WENDY WILLIAMS Her VH1 show is called “Wendy Williams Is on Fire,” and who are we to argue? Likened to shock jock Howard Stern —though she's black, female and not in the FCC cross hairs — her hit WBLS-FM radio show is the highest-rated girl talkie in the nation. And though she famously got Whitney Houston to cop to implants, Williams isn't afraid to bare her own demons. In her best-selling bio, she admits to affairs, a cocaine habit and her own DD breast work.

MADELYN WILS New York's first female mayor? Not so far-fetched. The TV producer-turned-activist has become a force downtown as a member of the post-Sept. 11 Lower Manhattan Development Corp. Even before that, she put in a decade building neighborhood shelters and parks. Chairwoman of Community Board 1 and mother of three, she just signed on as CEO of the Tribeca Film Insitute. A sure bet to raise an already impressive profile?

ANNA WINTOUR Let PETA throw dead raccoons on her plate. Let overworked assistants throw snitty romans à clef in her face. The Vogue editor doesn't flinch. With a clear vision and an iron will, she's the most powerful woman in fashion, with the muscle to make or break trends (see, respectively, fur and grunge) and to transform near-bankrupt design geniuses (like the pre-Dior John Galliano) into world-class stars.
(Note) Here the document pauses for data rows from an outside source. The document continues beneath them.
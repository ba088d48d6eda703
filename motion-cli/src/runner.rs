//! # Runner 模块
//!
//! 在无头文档上逐帧执行场景，产出报告。
//!
//! 每一帧的顺序与浏览器一致：平滑滚动 → 触发调度 → 光标（测量、弹簧、渲染）。
//! 指针类步骤按浏览器的事件顺序派发：先 `out`，再 `over`，最后 `move`。

use std::collections::BTreeMap;
use std::rc::Rc;

use motion_core::sim::{FixedWidthMeasurer, SimDocument, SimElement, SimEnvironment, SimNode};
use motion_core::{
    AnimationKind, BindOptions, BindingEvent, BindingHandle, CursorFollow, CursorFrame, DomNode,
    Element, Environment, MotionConfig, MotionPolicy, MountedCursor, PointerEvent, PointerHub,
    PropertyMap, ResolvedAnimation, ScrollHost, ScrollTarget, SmoothScroller, TriggerScheduler,
    Vec2, Viewport, ViewportCondition,
};
use serde::Serialize;
use tracing::{debug, info, warn};

use crate::scenario::{AnimationSpec, Scenario, ScenarioError, Step};

/// 等宽测量时每个字符的宽度
const CHAR_WIDTH: f32 = 7.0;

/// 页面根节点的 key（元素节点从 1 开始编号）
const PAGE_NODE: u64 = 0;

/// 运行报告
#[derive(Debug, Clone, Serialize)]
pub struct Report {
    pub name: String,
    /// 执行的帧数
    pub frames: u64,
    /// 模拟经过的时间（秒）
    pub elapsed: f32,
    /// 结束时的运动策略
    pub policy: MotionPolicy,
    pub events: Vec<EventRecord>,
    pub elements: BTreeMap<String, ElementReport>,
    /// 最后一帧的光标；卸载后为 `None`
    pub cursor: Option<CursorFrame>,
    pub scroll_y: f32,
    pub live_bindings: usize,
}

/// 一条绑定事件
#[derive(Debug, Clone, PartialEq, Serialize)]
pub struct EventRecord {
    pub time: f32,
    /// 场景中的动画序号
    pub animation: Option<usize>,
    pub binding: u64,
    pub event: &'static str,
}

/// 元素的最终状态
#[derive(Debug, Clone, PartialEq, Serialize)]
pub struct ElementReport {
    pub properties: PropertyMap,
    pub will_change: bool,
}

/// 一个已绑定的动画
struct Animation {
    targets: Vec<Rc<dyn Element>>,
    kind: AnimationKind,
    condition: ViewportCondition,
    handle: BindingHandle,
}

/// 运行时：场景中的全部活动对象
struct Runtime<'a> {
    scenario: &'a Scenario,
    config: &'a MotionConfig,
    env: Rc<SimEnvironment>,
    document: SimDocument,
    elements: BTreeMap<String, Rc<SimElement>>,
    nodes: BTreeMap<String, Rc<SimNode>>,
    page: Rc<SimNode>,
    hovered: Rc<dyn DomNode>,
    scheduler: TriggerScheduler,
    scroller: SmoothScroller,
    hub: PointerHub,
    cursor: Option<MountedCursor>,
    measurer: FixedWidthMeasurer,
    animations: Vec<Animation>,
    /// 绑定 ID → 动画序号（含已销毁的绑定）
    owners: BTreeMap<u64, usize>,
    events: Vec<EventRecord>,
    frames: u64,
    elapsed: f32,
    last_cursor: Option<CursorFrame>,
}

/// 执行场景
pub fn run(scenario: &Scenario, config: &MotionConfig) -> Result<Report, ScenarioError> {
    scenario.validate()?;
    info!(name = %scenario.name, steps = scenario.steps.len(), "开始执行场景");

    let mut runtime = Runtime::new(scenario, config)?;
    for (index, step) in scenario.steps.iter().enumerate() {
        debug!(index, ?step, "执行步骤");
        runtime.step(step)?;
    }
    runtime.flush();

    let report = runtime.report();
    info!(
        frames = report.frames,
        events = report.events.len(),
        "场景执行完成"
    );
    Ok(report)
}

impl<'a> Runtime<'a> {
    fn new(scenario: &'a Scenario, config: &'a MotionConfig) -> Result<Self, ScenarioError> {
        let env = Rc::new(SimEnvironment::browser(scenario.viewport.width));
        env.set_reduced_motion(scenario.reduced_motion);

        let viewport = Viewport::new(scenario.viewport.width, scenario.viewport.height);
        let document = SimDocument::new(viewport, scenario.content_height);
        let page = SimNode::root(PAGE_NODE);
        let label_attribute = config.cursor.label_attribute.as_str();

        let mut elements = BTreeMap::new();
        let mut nodes: BTreeMap<String, Rc<SimNode>> = BTreeMap::new();
        for (index, spec) in scenario.elements.iter().enumerate() {
            let classes: Vec<&str> = spec.classes.iter().map(String::as_str).collect();
            let element = Rc::new(
                SimElement::new(spec.rect)
                    .with_id(&spec.id)
                    .with_classes(&classes),
            );
            document.add(element.clone());
            elements.insert(spec.id.clone(), element);

            let parent = match &spec.parent {
                Some(parent) => nodes.get(parent).cloned().ok_or_else(|| {
                    ScenarioError::UnknownElement {
                        context: format!("元素 '{}' 的 parent", spec.id),
                        id: parent.clone(),
                    }
                })?,
                None => page.clone(),
            };
            let mut node = SimNode::child(index as u64 + 1, &parent);
            if let Some(label) = &spec.cursor_label {
                node = node.with_attribute(label_attribute, label);
            }
            nodes.insert(spec.id.clone(), node);
        }

        let env_dyn: Rc<dyn Environment> = env.clone();
        let hub = PointerHub::new();
        let cursor = CursorFollow::mount(&hub, config.cursor.clone());

        let mut runtime = Self {
            scenario,
            config,
            scheduler: TriggerScheduler::new(env_dyn.clone()),
            scroller: SmoothScroller::new(env_dyn, config.scroll),
            env,
            document,
            elements,
            nodes,
            hovered: page.clone().into_node(),
            page,
            hub,
            cursor: Some(cursor),
            measurer: FixedWidthMeasurer::new(CHAR_WIDTH),
            animations: Vec::new(),
            owners: BTreeMap::new(),
            events: Vec::new(),
            frames: 0,
            elapsed: 0.0,
            last_cursor: None,
        };

        for (index, spec) in scenario.animations.iter().enumerate() {
            runtime.bind(index, spec);
        }
        Ok(runtime)
    }

    /// 目标元素（引用已在 `validate` 中检查）
    fn targets(&self, spec: &AnimationSpec) -> Vec<Rc<dyn Element>> {
        spec.targets
            .iter()
            .filter_map(|id| self.elements.get(id))
            .map(|e| e.clone() as Rc<dyn Element>)
            .collect()
    }

    fn kind_for(&self, spec: &AnimationSpec, kind: &AnimationKind) -> AnimationKind {
        let mut kind = kind.clone();
        if let Some(preset) = spec.duration {
            kind.set_duration(self.config.durations.nominal(preset));
        }
        kind
    }

    fn bind(&mut self, index: usize, spec: &AnimationSpec) {
        let targets = self.targets(spec);
        let kind = self.kind_for(spec, &spec.kind);
        let condition = spec.trigger.unwrap_or(self.config.trigger);
        let options = BindOptions {
            enabled: spec.enabled,
            ..BindOptions::default()
        };

        let handle = self.scheduler.bind_kind(&targets, &kind, condition, options);
        match handle.id() {
            Some(id) => {
                self.owners.insert(id.value(), index);
            }
            None => debug!(index, "动画未绑定（惰性句柄）"),
        }

        self.animations.push(Animation {
            targets,
            kind,
            condition,
            handle,
        });
    }

    fn rebind(&mut self, index: usize, kind: &AnimationKind) {
        let Some(spec) = self.scenario.animations.get(index) else {
            return;
        };
        let kind = self.kind_for(spec, kind);
        let env = self.scheduler.environment().clone();
        let Some(animation) = self.animations.get_mut(index) else {
            return;
        };
        if animation.handle.is_inert() {
            debug!(index, "惰性绑定保持惰性");
            animation.kind = kind;
            return;
        }

        let continuous = |kind: &AnimationKind| matches!(kind, AnimationKind::Parallax(_));
        if continuous(&animation.kind) || continuous(&kind) {
            // 连续绑定与触发绑定之间无法原地替换
            animation.handle.destroy();
            animation.handle = self.scheduler.bind_kind(
                &animation.targets,
                &kind,
                animation.condition,
                BindOptions::default(),
            );
        } else {
            match kind.resolve(env.as_ref(), animation.targets.len()) {
                ResolvedAnimation::Single(intent) if animation.targets.len() <= 1 => {
                    self.scheduler.rebind(&mut animation.handle, intent)
                }
                ResolvedAnimation::Single(intent) => {
                    let intents = vec![intent; animation.targets.len()];
                    self.scheduler.rebind_group(&mut animation.handle, intents)
                }
                ResolvedAnimation::Group(intents) => {
                    self.scheduler.rebind_group(&mut animation.handle, intents)
                }
                ResolvedAnimation::Continuous(_) => {}
            }
        }

        animation.kind = kind;
        if let Some(id) = animation.handle.id() {
            self.owners.insert(id.value(), index);
        }
    }

    fn step(&mut self, step: &Step) -> Result<(), ScenarioError> {
        match step {
            Step::Wait { seconds } => {
                let frames = (seconds * self.scenario.fps as f32).round() as u64;
                for _ in 0..frames {
                    self.frame();
                }
            }
            Step::Scroll { to } => {
                // 用户滚动会打断平滑滚动
                self.scroller.cancel();
                self.document.set_scroll_y(*to);
            }
            Step::ScrollTo { target, offset } => {
                let options = self.config.scroll.options().with_offset(*offset);
                let target = ScrollTarget::Selector(target.clone());
                if !self.scroller.scroll_to(&self.document, target, options) {
                    warn!(?step, "滚动目标不存在");
                }
            }
            Step::ScrollBy { amount } => {
                self.scroller.scroll_by(&self.document, *amount, None);
            }
            Step::ScrollToTop => {
                self.scroller.scroll_to_top(&self.document, None);
            }
            Step::PointerMove { x, y } => {
                self.hub.dispatch(&PointerEvent::Move(Vec2::new(*x, *y)));
            }
            Step::Hover { element } => self.hover(element.as_deref())?,
            Step::PointerLeave => {
                self.hovered = self.page.clone().into_node();
                self.hub.dispatch(&PointerEvent::Leave);
            }
            Step::SetReducedMotion { enabled } => {
                info!(enabled, "切换减少动态效果");
                self.env.set_reduced_motion(*enabled);
            }
            Step::Rebind { animation, kind } => self.rebind(*animation, kind),
            Step::Unmount { animation: Some(index) } => {
                if let Some(animation) = self.animations.get_mut(*index) {
                    animation.handle = BindingHandle::inert();
                }
            }
            Step::Unmount { animation: None } => {
                info!("卸载页面");
                self.scheduler.destroy_all();
                if let Some(cursor) = self.cursor.take() {
                    cursor.unmount();
                }
                self.scroller.cancel();
            }
        }
        Ok(())
    }

    /// 移动指针到元素中心（`None` 表示页面空白处）
    fn hover(&mut self, id: Option<&str>) -> Result<(), ScenarioError> {
        let (next, center) = match id {
            Some(id) => {
                let node = self.nodes.get(id).cloned();
                let element = self.elements.get(id).cloned();
                let (Some(node), Some(element)) = (node, element) else {
                    return Err(ScenarioError::UnknownElement {
                        context: "hover".to_string(),
                        id: id.to_string(),
                    });
                };
                let center = element
                    .bounds()
                    .map(|rect| self.document.viewport().to_viewport(&rect).center());
                (node.into_node(), center)
            }
            None => (self.page.clone().into_node(), None),
        };

        let previous = std::mem::replace(&mut self.hovered, next.clone());
        if previous.key() != next.key() {
            self.hub.dispatch(&PointerEvent::Out {
                target: previous,
                related: Some(next.clone()),
            });
            self.hub.dispatch(&PointerEvent::Over { target: next });
        }
        if let Some(center) = center {
            self.hub.dispatch(&PointerEvent::Move(center));
        }
        Ok(())
    }

    fn frame(&mut self) {
        let dt = self.scenario.frame_dt();
        self.scroller.tick(&self.document, dt);
        let events = self.scheduler.tick(dt, &self.document.viewport());
        self.record(events);
        if let Some(cursor) = &self.cursor {
            self.last_cursor = Some(cursor.frame(dt, &self.measurer));
        }
        self.frames += 1;
        self.elapsed += dt;
    }

    /// 收集最后一个步骤之后尚未报告的事件
    fn flush(&mut self) {
        let events = self.scheduler.tick(0.0, &self.document.viewport());
        self.record(events);
    }

    fn record(&mut self, events: Vec<BindingEvent>) {
        for event in events {
            let binding = event.binding().value();
            self.events.push(EventRecord {
                time: self.elapsed,
                animation: self.owners.get(&binding).copied(),
                binding,
                event: event.name(),
            });
        }
    }

    fn report(&self) -> Report {
        let elements = self
            .elements
            .iter()
            .map(|(id, element)| {
                (
                    id.clone(),
                    ElementReport {
                        properties: element.properties(),
                        will_change: element.will_change(),
                    },
                )
            })
            .collect();

        Report {
            name: self.scenario.name.clone(),
            frames: self.frames,
            elapsed: self.elapsed,
            policy: MotionPolicy::query(self.env.as_ref(), &self.config.breakpoints),
            events: self.events.clone(),
            elements,
            cursor: self.cursor.as_ref().and(self.last_cursor.clone()),
            scroll_y: self.document.scroll_y(),
            live_bindings: self.scheduler.live_count(),
        }
    }
}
Bet your Manolos: No fashionista leaves home without her.

CYMA ZARGHAMI She may be the only grownup on Earth who loves being slimed. But it's all in a day's work for Zarghami, the CEO of Nickelodeon, which turned a “Double Dare” trick into a certified phenom. From “Nick at Night” to “SpongeBob SquarePants,” if your kids are watching TV, it's a good bet Zarghami had something to do with it.